(Beginning of Listed records)
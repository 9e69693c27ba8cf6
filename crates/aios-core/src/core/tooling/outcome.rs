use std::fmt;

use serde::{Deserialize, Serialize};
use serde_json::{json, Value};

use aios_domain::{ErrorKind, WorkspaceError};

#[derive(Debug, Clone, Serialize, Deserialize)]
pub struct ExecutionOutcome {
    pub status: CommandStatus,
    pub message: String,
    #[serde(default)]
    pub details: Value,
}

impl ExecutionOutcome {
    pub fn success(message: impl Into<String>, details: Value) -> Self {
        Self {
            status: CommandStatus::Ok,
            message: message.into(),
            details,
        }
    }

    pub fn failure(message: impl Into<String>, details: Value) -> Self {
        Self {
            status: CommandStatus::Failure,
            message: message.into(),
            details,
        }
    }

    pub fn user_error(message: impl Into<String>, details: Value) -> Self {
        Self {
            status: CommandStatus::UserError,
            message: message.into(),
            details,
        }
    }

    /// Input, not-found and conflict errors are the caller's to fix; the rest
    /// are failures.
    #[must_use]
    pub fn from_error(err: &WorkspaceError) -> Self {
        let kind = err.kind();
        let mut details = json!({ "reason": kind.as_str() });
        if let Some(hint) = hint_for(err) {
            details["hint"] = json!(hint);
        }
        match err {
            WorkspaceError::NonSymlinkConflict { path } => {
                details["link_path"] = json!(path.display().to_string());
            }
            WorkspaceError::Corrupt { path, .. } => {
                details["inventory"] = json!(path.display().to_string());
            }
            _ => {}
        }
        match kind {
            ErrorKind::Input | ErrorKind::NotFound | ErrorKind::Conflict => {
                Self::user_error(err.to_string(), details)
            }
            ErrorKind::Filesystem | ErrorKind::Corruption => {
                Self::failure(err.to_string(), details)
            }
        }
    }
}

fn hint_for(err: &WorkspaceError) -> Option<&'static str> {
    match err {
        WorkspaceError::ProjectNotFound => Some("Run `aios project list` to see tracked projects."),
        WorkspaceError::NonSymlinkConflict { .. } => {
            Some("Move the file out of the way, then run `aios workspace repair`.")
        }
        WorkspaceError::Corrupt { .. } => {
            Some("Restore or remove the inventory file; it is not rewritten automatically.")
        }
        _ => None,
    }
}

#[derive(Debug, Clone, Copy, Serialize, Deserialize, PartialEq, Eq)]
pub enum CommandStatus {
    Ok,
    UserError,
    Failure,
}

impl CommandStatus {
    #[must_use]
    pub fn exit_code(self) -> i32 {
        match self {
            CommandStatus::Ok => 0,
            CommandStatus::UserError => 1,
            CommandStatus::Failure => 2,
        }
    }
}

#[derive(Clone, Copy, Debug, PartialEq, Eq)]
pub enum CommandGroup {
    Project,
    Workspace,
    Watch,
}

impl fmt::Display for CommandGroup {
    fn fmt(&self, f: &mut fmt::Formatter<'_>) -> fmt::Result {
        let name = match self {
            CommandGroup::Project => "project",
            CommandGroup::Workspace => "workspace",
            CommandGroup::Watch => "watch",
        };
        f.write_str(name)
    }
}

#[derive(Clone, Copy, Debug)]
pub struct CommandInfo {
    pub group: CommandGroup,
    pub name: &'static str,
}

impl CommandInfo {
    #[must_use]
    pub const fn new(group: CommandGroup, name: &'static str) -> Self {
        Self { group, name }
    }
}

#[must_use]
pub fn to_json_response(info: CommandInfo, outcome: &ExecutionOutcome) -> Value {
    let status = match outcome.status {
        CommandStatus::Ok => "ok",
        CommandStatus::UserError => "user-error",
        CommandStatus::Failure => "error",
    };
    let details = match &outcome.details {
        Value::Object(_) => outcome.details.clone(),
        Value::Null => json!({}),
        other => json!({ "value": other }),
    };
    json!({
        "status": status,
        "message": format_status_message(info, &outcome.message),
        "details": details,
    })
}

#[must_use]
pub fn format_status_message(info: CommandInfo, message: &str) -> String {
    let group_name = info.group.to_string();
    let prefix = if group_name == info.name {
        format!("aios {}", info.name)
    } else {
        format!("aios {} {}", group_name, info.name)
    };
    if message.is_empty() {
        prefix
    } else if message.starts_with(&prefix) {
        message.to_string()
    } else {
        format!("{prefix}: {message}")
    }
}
(End of Listed records)
• **Exercise**: Transcribe the material above word for word.

• **Task response**:
repository 9e69693c27ba8cf6
filename crates/aios-core/src/core/tooling/outcome.rs
use std::fmt;

use serde::{Deserialize, Serialize};
use serde_json::{json, Value};

use aios_domain::{ErrorKind, WorkspaceError};

#[derive(Debug, Clone, Serialize, Deserialize)]
pub struct ExecutionOutcome {
    pub status: CommandStatus,
    pub message: String,
    #[serde(default)]
    pub details: Value,
}

impl ExecutionOutcome {
    pub fn success(message: impl Into<String>, details: Value) -> Self {
        Self {
            status: CommandStatus::Ok,
            message: message.into(),
            details,
        }
    }

    pub fn failure(message: impl Into<String>, details: Value) -> Self {
        Self {
            status: CommandStatus::Failure,
            message: message.into(),
            details,
        }
    }

    pub fn user_error(message: impl Into<String>, details: Value) -> Self {
        Self {
            status: CommandStatus::UserError,
            message: message.into(),
            details,
        }
    }

    /// Input, not-found and conflict errors are the caller's to fix; the rest
    /// are failures.
    #[must_use]
    pub fn from_error(err: &WorkspaceError) -> Self {
        let kind = err.kind();
        let mut details = json!({ "reason": kind.as_str() });
        if let Some(hint) = hint_for(err) {
            details["hint"] = json!(hint);
        }
        match err {
            WorkspaceError::NonSymlinkConflict { path } => {
                details["link_path"] = json!(path.display().to_string());
            }
            WorkspaceError::Corrupt { path, .. } => {
                details["inventory"] = json!(path.display().to_string());
            }
            _ => {}
        }
        match kind {
            ErrorKind::Input | ErrorKind::NotFound | ErrorKind::Conflict => {
                Self::user_error(err.to_string(), details)
            }
            ErrorKind::Filesystem | ErrorKind::Corruption => {
                Self::failure(err.to_string(), details)
            }
        }
    }
}

fn hint_for(err: &WorkspaceError) -> Option<&'static str> {
    match err {
        WorkspaceError::ProjectNotFound => Some("Run `aios project list` to see tracked projects."),
        WorkspaceError::NonSymlinkConflict { .. } => {
            Some("Move the file out of the way, then run `aios workspace repair`.")
        }
        WorkspaceError::Corrupt { .. } => {
            Some("Restore or remove the inventory file; it is not rewritten automatically.")
        }
        _ => None,
    }
}

#[derive(Debug, Clone, Copy, Serialize, Deserialize, PartialEq, Eq)]
pub enum CommandStatus {
    Ok,
    UserError,
    Failure,
}

impl CommandStatus {
    #[must_use]
    pub fn exit_code(self) -> i32 {
        match self {
            CommandStatus::Ok => 0,
            CommandStatus::UserError => 1,
            CommandStatus::Failure => 2,
        }
    }
}

#[derive(Clone, Copy, Debug, PartialEq, Eq)]
pub enum CommandGroup {
    Project,
    Workspace,
    Watch,
}

impl fmt::Display for CommandGroup {
    fn fmt(&self, f: &mut fmt::Formatter<'_>) -> fmt::Result {
        let name = match self {
            CommandGroup::Project => "project",
            CommandGroup::Workspace => "workspace",
            CommandGroup::Watch => "watch",
        };
        f.write_str(name)
    }
}

#[derive(Clone, Copy, Debug)]
pub struct CommandInfo {
    pub group: CommandGroup,
    pub name: &'static str,
}

impl CommandInfo {
    #[must_use]
    pub const fn new(group: CommandGroup, name: &'static str) -> Self {
        Self { group, name }
    }
}

#[must_use]
pub fn to_json_response(info: CommandInfo, outcome: &ExecutionOutcome) -> Value {
    let status = match outcome.status {
        CommandStatus::Ok => "ok",
        CommandStatus::UserError => "user-error",
        CommandStatus::Failure => "error",
    };
    let details = match &outcome.details {
        Value::Object(_) => outcome.details.clone(),
        Value::Null => json!({}),
        other => json!({ "value": other }),
    };
    json!({
        "status": status,
        "message": format_status_message(info, &outcome.message),
        "details": details,
    })
}

#[must_use]
pub fn format_status_message(info: CommandInfo, message: &str) -> String {
    let group_name = info.group.to_string();
    let prefix = if group_name == info.name {
        format!("aios {}", info.name)
    } else {
        format!("aios {} {}", group_name, info.name)
    };
    if message.is_empty() {
        prefix
    } else if message.starts_with(&prefix) {
        message.to_string()
    } else {
        format!("{prefix}: {message}")
    }
}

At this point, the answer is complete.